Critical limb ischemia resulting from arterial occlusive disease at or below the knee can be treated successfully with either open surgical bypass or endovascular interventions in both DM and non-DM patients. Aggressive attempts at limb salvage among patients with critical limb ischemia should be pursued regardless of DM status.
开放手术和血管腔内周围血管介入治疗均已被证明能有效改善外周动脉疾病患者的预后,但专门比较糖尿病(DM)患者膝部及以下部位治疗效果的数据极少。
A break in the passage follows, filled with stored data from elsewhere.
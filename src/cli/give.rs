use crate::cli::{officer, open_ledger};
use crate::error::Result;
use crate::fmt::money;
use crate::ledger::EntrySession;
use crate::models::PaymentMethod;
use crate::settings::load_settings;

pub fn run(
    member_id: &str,
    amount: f64,
    method: &str,
    year: Option<i32>,
    month: &str,
    week: u32,
) -> Result<()> {
    let method: PaymentMethod = method.parse()?;
    let settings = load_settings();
    let session = EntrySession {
        year: year.unwrap_or_else(|| settings.year()),
        month: month.to_string(),
        week,
    };

    let mut ledger = open_ledger()?;
    let txn = ledger.record_gift(member_id, amount, method, &session, &officer(&settings))?;
    let ytd = ledger.member(member_id).map_or(0.0, |m| m.ytd_total);

    println!(
        "Recorded {} {} from {} for {} {} week {} ({})",
        money(txn.amount),
        txn.method,
        txn.member_name,
        session.month.to_uppercase(),
        session.year,
        session.week,
        txn.date()
    );
    println!("Batch {}  |  {} YTD: {}", txn.batch_id, txn.member_name, money(ytd));
    Ok(())
}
本研究的目的是比较糖尿病合并严重肢体缺血患者与非糖尿病(非DM)患者在膝部及以下部位进行开放旁路手术(下肢旁路手术[LEB])和周围血管介入治疗(PVI)后的预后。
分析2008 - 2014年血管质量倡议(VQI)的数据。纳入所有因静息痛或组织缺损而在膝部及以下部位接受LEB或PVI的患者。按治疗方法对糖尿病患者和非糖尿病患者的1年主要通畅率、大截肢率和死亡率进行比较。
总体而言,共纳入2566例患者,其中500例(19%)接受LEB(糖尿病患者 = 355例,非糖尿病患者 = 145例),2066例(81%)接受PVI(糖尿病患者 = 1463例,非糖尿病患者 = 603例)。与非糖尿病患者相比,糖尿病患者更常为黑人(18%对14%),合并症更多,因组织缺损接受血运重建的频率更高(85%对58%)(所有P <.001)。在LEB组中,糖尿病患者与非糖尿病患者在1年主要通畅率(74%对71%;P =.52)、大截肢率(16%对12%;P =.39)或死亡率(10%对6%;P =.16)方面无显著差异。接受PVI的糖尿病患者与非糖尿病患者在1年主要通畅率(81%对79%;P =.36)、大截肢率(14%对11%;P =.09)或死亡率(6%对7%;P =.30)方面也无显著差异。对组间基线差异进行调整的多变量分析显示,LEB(风险比,1.55;95%置信区间,1.00 - 2.42;P =.05)和PVI(风险比,1.23;95%置信区间,0.97 - 1.56;P =.09)后,糖尿病组主要通畅率有更好的非显著趋势。风险调整后,LEB或PVI的糖尿病患者与非糖尿病患者在1年大截肢率或死亡率方面无显著差异(所有P≥.16)。
糖尿病患者和非糖尿病患者因膝部及以下动脉闭塞性疾病导致的严重肢体缺血,均可通过开放手术旁路或血管腔内介入治疗成功治疗。无论糖尿病状态如何,对于严重肢体缺血患者都应积极尝试保肢治疗。